G11は、はっきりと働かない思考回路を懸命に動かしながら、ここに来るまでを必死に思い返した。
―― グリフィン司令部 第三ブリーフィングルーム
「……11…G11、起きて。」
「んん…?」
頭をぺしぺしと叩かれる。この声はHK416だ。
「司令部から任務よ。出撃するわよ。」
「あと10分….。」
「ちょっと!任務だって言ったでしょ!」
ちょっと強く叩かれる。
「うーん…まだ眠い…。」
「あなたはいつでもそう言ってるでしょ!ほら起きるわよ!」
「うー…。」
416に身体を起こされる。仕方がないので薄く目を開いてその場に立つ。
「416、G11の様子は…まあ、いつも通りか。」
「あはは、相変わらず眠そうだねぇ~。」
UMP45とUMP9が部屋に入ってくる。45は呆れ顔で、9はケラケラを笑っている。
「もうすぐヘリアンさんが来て説明してくれるわ。それが終わったら出撃よ。」
「分かったわ。ほらG11、私に寄りかかってないでちゃんと起きなさい。」
「んー…。」
いまだに寝ぼけた頭でフラフラしているのを見て、皆は苦笑する。
この404小隊では見慣れた光景だった。
「――以上が君たちに依頼したい任務だ。」
「了解しました。出撃は今すぐで?」
「そうだ。早急に頼む。」
「では、404小隊出撃します。皆、行くわよ。」
UMP45の掛け声で全員が立ち上がる。
さっきまでフラフラしていたG11も、まだ眠たげに目を細めてはいるが416の助けを借りずに立っている。さすがに依頼人の手前、寝たままいるわけにもいかなかった。
さっさと仕事を終わらせて眠ろう。そんなことを考えながら、G11は皆と一緒にブリーフィングルームを出て行った。
自分以外が部屋から出て行き、一人残されたヘリアンは呟く。
「危険区域での救助依頼。グリフィンの部隊はすでに向かわせたが、恐らくそれだけでは足りない。だから彼女らに依頼をしたが…。」
S04地区で突如途絶えた友軍信号。その部隊が最後に送ってきた画像。
それらを見て、G&Kは404小隊に救助を依頼することが最善だと考えた。
404小隊の実力はヘリアンも重々承知している。だが、ヘリアンの不安は消えることなく残ったままだった。
「彼女たちなら、恐らく大丈夫だとは思う。だが、あの画像の鉄血人形は…。いや、人形なのか、あれは?」
その呟きは誰にも聞かれることなく、ブリーフィングルームに吸い込まれていった。
―― S04地区 西部森林地帯
G11が目を覚ましてから10分。彼女は未だにその場から動けなかった。しかし、いつまでもそうしていられない。
「眠い…けど、動かなきゃ。」
身体は未だに重く、意識を手放してしまいたい衝動に駆られる。でも、404小隊の皆がいないのは、彼女にとって最も危惧する事だった。放ってはおけない。

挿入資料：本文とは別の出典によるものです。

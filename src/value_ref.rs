//! Identity-keyed value handles
//!
//! Stored values are shared `Arc<V>` references. Secondary buckets hold
//! `ValueRef<V>`, which hashes and compares by pointer identity: two
//! structurally equal values inserted as distinct `Arc`s are distinct members,
//! and the same `Arc` is never counted twice.

use std::fmt;
use std::hash::{Hash, Hasher};
use std::sync::Arc;

/// Handle to a stored value, compared by `Arc` identity
pub struct ValueRef<V>(Arc<V>);

impl<V> ValueRef<V> {
    /// Wrap a shared value
    pub fn new(value: Arc<V>) -> Self {
        ValueRef(value)
    }

    /// Borrow the underlying shared value
    pub fn as_arc(&self) -> &Arc<V> {
        &self.0
    }

    /// Unwrap into the underlying shared value
    pub fn into_arc(self) -> Arc<V> {
        self.0
    }
}

impl<V> Clone for ValueRef<V> {
    fn clone(&self) -> Self {
        ValueRef(Arc::clone(&self.0))
    }
}

impl<V> PartialEq for ValueRef<V> {
    fn eq(&self, other: &Self) -> bool {
        Arc::ptr_eq(&self.0, &other.0)
    }
}

impl<V> Eq for ValueRef<V> {}

impl<V> Hash for ValueRef<V> {
    fn hash<H: Hasher>(&self, state: &mut H) {
        Arc::as_ptr(&self.0).hash(state);
    }
}

impl<V: fmt::Debug> fmt::Debug for ValueRef<V> {
    fn fmt(&self, f: &mut fmt::Formatter<'_>) -> fmt::Result {
        f.debug_tuple("ValueRef").field(&self.0).finish()
    }
}

impl<V> From<Arc<V>> for ValueRef<V> {
    fn from(value: Arc<V>) -> Self {
        ValueRef(value)
    }
}

#[cfg(test)]
mod tests {
    use super::*;
    use crate::set::Set;

    #[test]
    fn test_identity_not_structure() {
        let a = Arc::new(String::from("same"));
        let b = Arc::new(String::from("same"));

        assert_eq!(ValueRef::new(a.clone()), ValueRef::new(a.clone()));
        assert_ne!(ValueRef::new(a.clone()), ValueRef::new(b.clone()));

        let mut set = Set::new();
        set.insert(ValueRef::new(a.clone()));
        set.insert(ValueRef::new(a));
        set.insert(ValueRef::new(b));
        assert_eq!(set.len(), 2);
    }

    #[test]
    fn test_into_arc_roundtrip() {
        let a = Arc::new(5u32);
        let handle = ValueRef::from(a.clone());
        assert!(Arc::ptr_eq(handle.as_arc(), &a));
        assert!(Arc::ptr_eq(&handle.into_arc(), &a));
    }
}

グリフィンから受けた依頼は連絡の途絶えた友軍の救助作戦だった。
いつものように皆で依頼を遂行していたはず。しかしなぜこうなったのか、G11は思い出すことが出来ずにいた。
それでも動かないと何も始まらない。そう考えてG11は立ち上がる。
ここは鉄血の人形が蠢く危険地帯。
G11は自らの銃をぎゅっと握る。段々と眠気が消え、頭が醒めていく。
薄灰色の瞳で暗闇を見つめて、G11は夜の森の中を進み始めた。
グリフィンがグリフォンになってたから直しました。
似てるからね。しょうがないね。